Dopo la morte di Teodora, nel 1761, nonostante l’età avanzata il M. sposò in seconde nozze, nel 1767, la giovane bolognese Rosa Scalabrini, che gli diede parecchi figli, tra i quali, forse, Clementina, che compare in arte come servetta.
Meno dotata di Teodora, Rosa si adattò a recitare parti diverse, e dopo la morte del M. entrò nella compagnia di Pietro Rosa con il figliastro Giovan Battista, il quale, staccatosi da lei, ebbe una sua troupe con la quale risulta attivo a Tolentino nel 1798.

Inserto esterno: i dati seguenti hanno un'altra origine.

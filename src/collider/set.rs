//! 碰撞体集合
//!
//! 碰撞体由外部拥有，骨骼只持有索引。挂在骨架节点上的碰撞体
//! 在每帧步进前按节点当前姿态同步（类似运动学刚体跟随骨骼），
//! 步进期间只读。

use crate::skeleton::{NodeId, PoseTable};
use crate::{Result, SpringError};
use super::{Collider, Frame};

/// 碰撞体索引
pub type ColliderId = usize;

/// 碰撞体挂载信息
#[derive(Clone, Copy, Debug, PartialEq)]
pub struct Attachment {
    /// 跟随的骨架节点
    pub node: NodeId,
    /// 相对节点的偏移
    pub offset: Frame,
}

#[derive(Clone, Debug)]
struct ColliderEntry {
    collider: Collider,
    attachment: Option<Attachment>,
}

/// 碰撞体集合
#[derive(Clone, Debug, Default)]
pub struct ColliderSet {
    entries: Vec<ColliderEntry>,
}

impl ColliderSet {
    pub fn new() -> Self {
        Self::default()
    }

    /// 添加世界空间固定的碰撞体
    pub fn add(&mut self, collider: impl Into<Collider>) -> ColliderId {
        self.entries.push(ColliderEntry {
            collider: collider.into(),
            attachment: None,
        });
        self.entries.len() - 1
    }

    /// 添加跟随骨架节点的碰撞体
    ///
    /// 碰撞体自身的 frame 会被视为相对节点的偏移。
    pub fn add_attached(&mut self, collider: impl Into<Collider>, node: NodeId) -> ColliderId {
        let collider = collider.into();
        let offset = *collider.frame();
        self.entries.push(ColliderEntry {
            collider,
            attachment: Some(Attachment { node, offset }),
        });
        self.entries.len() - 1
    }

    pub fn len(&self) -> usize {
        self.entries.len()
    }

    pub fn is_empty(&self) -> bool {
        self.entries.is_empty()
    }

    pub fn get(&self, id: ColliderId) -> Option<&Collider> {
        self.entries.get(id).map(|e| &e.collider)
    }

    pub fn get_mut(&mut self, id: ColliderId) -> Option<&mut Collider> {
        self.entries.get_mut(id).map(|e| &mut e.collider)
    }

    pub fn attachment(&self, id: ColliderId) -> Option<&Attachment> {
        self.entries.get(id).and_then(|e| e.attachment.as_ref())
    }

    pub fn iter(&self) -> impl Iterator<Item = (ColliderId, &Collider)> {
        self.entries.iter().enumerate().map(|(id, e)| (id, &e.collider))
    }

    /// 校验挂载节点都存在于姿态表中
    pub fn validate<P: PoseTable + ?Sized>(&self, pose: &P) -> Result<()> {
        for entry in &self.entries {
            if let Some(attachment) = entry.attachment {
                if !pose.contains(attachment.node) {
                    return Err(SpringError::NodeOutOfRange(attachment.node));
                }
            }
        }
        Ok(())
    }

    /// 按节点当前姿态刷新挂载碰撞体的坐标系
    pub fn sync_with_pose<P: PoseTable + ?Sized>(&mut self, pose: &P) {
        for entry in &mut self.entries {
            let Some(attachment) = entry.attachment else {
                continue;
            };
            if !pose.contains(attachment.node) {
                continue;
            }
            let node_frame = Frame::new(
                pose.world_position(attachment.node),
                pose.world_rotation(attachment.node),
            );
            *entry.collider.frame_mut() = node_frame * attachment.offset;
        }
    }
}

Dopo il primo matrimonio il M. assunse la direzione della compagnia del suocero e la riformò. All’inizio era composta, oltre che dallo stesso M., da Teodora, da Giuseppe Marliani e da sua moglie, Maddalena Raffi, zia della primadonna Teodora, da Cesare Arbes, presto sostituito da Antonio Mattiuzzi Collalto, da Francesco e Vittoria Falchi, da Luzio e Caterina Landi. Dal 1745 al 1748 la compagnia si esibì a Venezia al teatro S. Moisè, per poi passare al S. Angelo, che il M. appaltò dopo la gestione fallimentare del conte Gasparo Gozzi, ma anche a Livorno, Lucca, Mantova, Bologna; il 3 luglio 1748 il M. e G. Raffi sottoscrissero una supplica per poter recitare d’estate nel teatro Rangoni (qui il cognome compare nella forma Metembach: Rasi, p. 115). Dopo un preliminare stipulato a Livorno nel settembre 1747, e dopo il primo trionfale successo ottenuto nell’autunno 1748 con la rappresentazione della Vedova scaltra, in cui interpretò la parte di Ottavio, il 10 marzo 1749 il M. formalizzò con Carlo Goldoni l’accordo con il quale il drammaturgo si impegnava per quattro anni a scrivere otto commedie e due opere sceniche all’anno per la compagnia del M. in cambio di un compenso di 450 ducati. Nacquero così il primo poeta di compagnia del teatro italiano e la straordinaria stagione drammaturgica che va sotto il nome di riforma goldoniana, organicamente legata alle caratteristiche stilistiche e interpretative, alle abilità tecniche e alla duttilità recitativa dei componenti della compagnia del Medebach.
Il M. fu interprete e responsabile della trasposizione scenica della drammaturgia goldoniana fino al 1753-54, quando Goldoni passò al teatro di S. Luca. Il M. lo sostituì con l’abate Pietro Chiari, avversario acerrimo di Goldoni, e dunque contribuì ad alimentare la concorrenza fra i due teatri e fra i rispettivi pubblici, divisi in cosiddetti «chiaristi» e «goldonisti», fautori i primi dell’antico teatro, dell’intreccio e delle maschere, e i secondi del nuovo teatro, dei caratteri e dei personaggi. Consumato il dissidio con Goldoni con la pubblicazione da parte del M. dei copioni presso lo stampatore Giuseppe Bettinelli, la compagnia si esibì al S. Angelo di Venezia fino al 1760.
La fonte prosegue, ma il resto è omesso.